ПЭС характеризуется значительной географической неоднородностью и имеет наибольший удельный вес в ряде стран Северной Европы [4, 5]. Во всем мире в возрастной группе старше 60 лет поражение ПЭС достигает 10—20% [3, 6].

ПЭГ рассматривают как наиболее распространенную причину всей диагностируемой открыто-угольной глаукомы (ОУГ), на ее долю приходится около 25% всех глауком в мировой популяции. Под эгидой экспертного сообщества проводятся многоуровневые стандартизированные популяционные исследования с целью сравнительной оценки распространенности ПЭС и ПЭГ в разных странах и популяциях [4, 7, 8].

Имеются отличия патогенеза ПЭГ от первичной открытоугольной глаукомы, обусловливающие агрессивное течение заболевания с быстрой потерей зрительных функций [6, 9]. ПЭГ отличают выявление на продвинутых стадиях, высокие цифры и значительные суточные колебания внутриглазного давления (ВГД), сниженная устойчивость решетчатой мембраны к повышенному ВГД, а также низкая эффективность медикаментозной терапии с потребностью в ранней гипотензивной хирургии [10, 11]. Использование фиксированных комбинаций (ФК) гипотензивных препаратов повышает эффективность терапии и обеспечивает снижение ВГД на 30—50% от исходного уровня на начальных этапах [11—16].

ФК препаратов биматопрост (синтетический простамид) и тимолол (неселективный бета-блокатор) (Ганфорт, Аллерган) оказывает тройное гипотензивное действие за счет улучшения как увеосклерального, так и трабекулярного оттока, а также уменьшения продукции водянистой влаги [15]. ФК биматопрост/тимолол (ФКБТ) применяют 1 раз в сутки утром или вечером. Средство содержит низкую концентрацию (0,005%) консерванта бензалкония хлорида, оказывая минимальное неблагоприятное воздействие на эпителий роговицы, что повышает приверженность к лечению [12, 16].

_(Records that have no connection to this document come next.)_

//! Raw catalog rows read from the `shops` and `station_areas` tables.

use shiftmatch_core::catalog::{MAX_STATIONS_PER_SHOP, RawCatalog, RawShopRow, RawStationArea, RawStationLink};
use shiftmatch_core::error::CatalogError;
use shiftmatch_core::store::{BoxFuture, CatalogSource};
use sqlx::postgres::PgRow;
use sqlx::{PgPool, Row};

/// `PostgreSQL`-backed [`CatalogSource`].
///
/// Cells are returned as text, exactly as operators typed them; parsing and
/// validation happen when the snapshot is built.
#[derive(Clone)]
pub struct PostgresCatalog {
    pool: PgPool,
}

impl PostgresCatalog {
    /// Wrap an existing pool.
    #[must_use]
    pub const fn from_pool(pool: PgPool) -> Self {
        Self { pool }
    }

    async fn fetch(&self) -> Result<RawCatalog, CatalogError> {
        let shop_rows = sqlx::query(
            r"
            SELECT row_number, shop_id, name, is_active,
                   station_1, distance_1, station_2, distance_2, station_3, distance_3
            FROM shops
            ORDER BY row_number
            ",
        )
        .fetch_all(&self.pool)
        .await
        .map_err(|e| CatalogError(format!("failed to read shops: {e}")))?;

        let area_rows = sqlx::query("SELECT station, area_id, area_name FROM station_areas")
            .fetch_all(&self.pool)
            .await
            .map_err(|e| CatalogError(format!("failed to read station areas: {e}")))?;

        let shops = shop_rows.iter().map(row_to_shop).collect::<Result<Vec<_>, _>>()?;
        let station_areas = area_rows
            .iter()
            .map(|row| {
                Ok(RawStationArea {
                    station: row.try_get("station")?,
                    area_id: row.try_get("area_id")?,
                    area_name: row.try_get("area_name")?,
                })
            })
            .collect::<Result<Vec<_>, sqlx::Error>>()
            .map_err(|e| CatalogError(format!("bad station area row: {e}")))?;

        tracing::debug!(shops = shops.len(), station_areas = station_areas.len(), "Catalog rows fetched");
        Ok(RawCatalog { shops, station_areas })
    }
}

fn row_to_shop(row: &PgRow) -> Result<RawShopRow, CatalogError> {
    let bad = |e: sqlx::Error| CatalogError(format!("bad shop row: {e}"));
    let row_number: i64 = row.try_get("row_number").map_err(bad)?;

    let mut stations = Vec::with_capacity(MAX_STATIONS_PER_SHOP);
    for n in 1..=MAX_STATIONS_PER_SHOP {
        let station: Option<String> = row.try_get(format!("station_{n}").as_str()).map_err(bad)?;
        let distance: Option<String> = row.try_get(format!("distance_{n}").as_str()).map_err(bad)?;
        if let Some(station) = station {
            stations.push(RawStationLink { station, distance });
        }
    }

    Ok(RawShopRow {
        row_number: usize::try_from(row_number).unwrap_or_default(),
        id: row.try_get("shop_id").map_err(bad)?,
        name: row.try_get::<Option<String>, _>("name").map_err(bad)?.unwrap_or_default(),
        is_active: row.try_get("is_active").map_err(bad)?,
        stations,
    })
}

impl CatalogSource for PostgresCatalog {
    fn fetch_all(&self) -> BoxFuture<'_, Result<RawCatalog, CatalogError>> {
        Box::pin(self.fetch())
    }
}
//! Route table.

use crate::handlers::{admin, catalog, health, requests};
use crate::state::AppState;
use axum::{
    Router,
    routing::{get, post, put},
};
use tower_http::trace::TraceLayer;

/// Build the full HTTP router.
///
/// # Routes
///
/// - `GET /health`, `GET /health/ready`
/// - `POST /api/requests`, `GET /api/requests/:id`
/// - `POST /api/requests/:id/claim`, `POST /api/requests/:id/cancel`
/// - `PUT /api/users/:id`
/// - `GET /api/catalog/areas`, `GET /api/catalog/areas/:area_id`
/// - `GET /api/catalog/stations`, `GET /api/catalog/stations/:name/shops`
/// - `POST /admin/catalog/refresh`, `POST /admin/sweep`
pub fn build_router(state: AppState) -> Router {
    Router::new()
        .route("/health", get(health::health_check))
        .route("/health/ready", get(health::readiness))
        .route("/api/requests", post(requests::submit))
        .route("/api/requests/:id", get(requests::get_request))
        .route("/api/requests/:id/claim", post(requests::claim))
        .route("/api/requests/:id/cancel", post(requests::cancel))
        .route("/api/users/:id", put(requests::register_user))
        .route("/api/catalog/areas", get(catalog::areas))
        .route("/api/catalog/areas/:area_id", get(catalog::area))
        .route("/api/catalog/stations", get(catalog::search_stations))
        .route("/api/catalog/stations/:name/shops", get(catalog::station_shops))
        .route("/admin/catalog/refresh", post(admin::refresh_catalog))
        .route("/admin/sweep", post(admin::sweep))
        .with_state(state)
        .layer(TraceLayer::new_for_http())
}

Изучение эпидемиологии ПЭС носит ограниченный характер: особенности контингента пациентов (пожилой и преклонный возраст, продвинутые стадии заболевания, сопутствующая соматическая патология) затрудняют их участие в многоцентровых исследованиях. Допустимо вне рамок масштабных клинических испытаний делать выводы об эффективности гипотензивного лечения на основании анализа клинических наблюдений, представленных практикующими врачами.

Цель исследования — изучить частоту ПЭС и ПЭГ у пациентов, впервые обратившихся за офтальмологической помощью и находящихся под наблюдением, а также оценить гипотензивную эффективность ФК биматопрост/тимолол при лечении ПЭГ в течение 4 мес наблюдения.

Материал и методы

Проведен трехуровневый эпидемиологический анализ популяции [17], проживающей в Новосибирске и Новосибирской области, по встречаемости ПЭС и ПЭГ (12 838 человек, 25 676 глаз). На первом уровне (ретроспективное популяционное мультицентровое исследование) проведен сбор сведений о заболеваемости ПЭС и ПЭГ в регионе по данным обследований пациентов, добровольно проходивших осмотр у офтальмолога (частота встречаемости ПЭС и ПЭГ в определенной группе пациентов). Обследовано 325 человек (650 глаз), не предъявлявших жалоб, в возрасте от 21 года до 86 лет в рамках проведения ежегодного диспансерного осмотра условно здоровых жителей Новосибирска (рис. 1) и 2200 пациентов (4400 глаз) в возрасте от 26 до 88 лет, впервые обратившихся с различными жалобами в Новосибирский филиал ФГАУ МНТК «Микрохирургия глаза».

Рис. 1. Дизайн эпидемиологического исследования.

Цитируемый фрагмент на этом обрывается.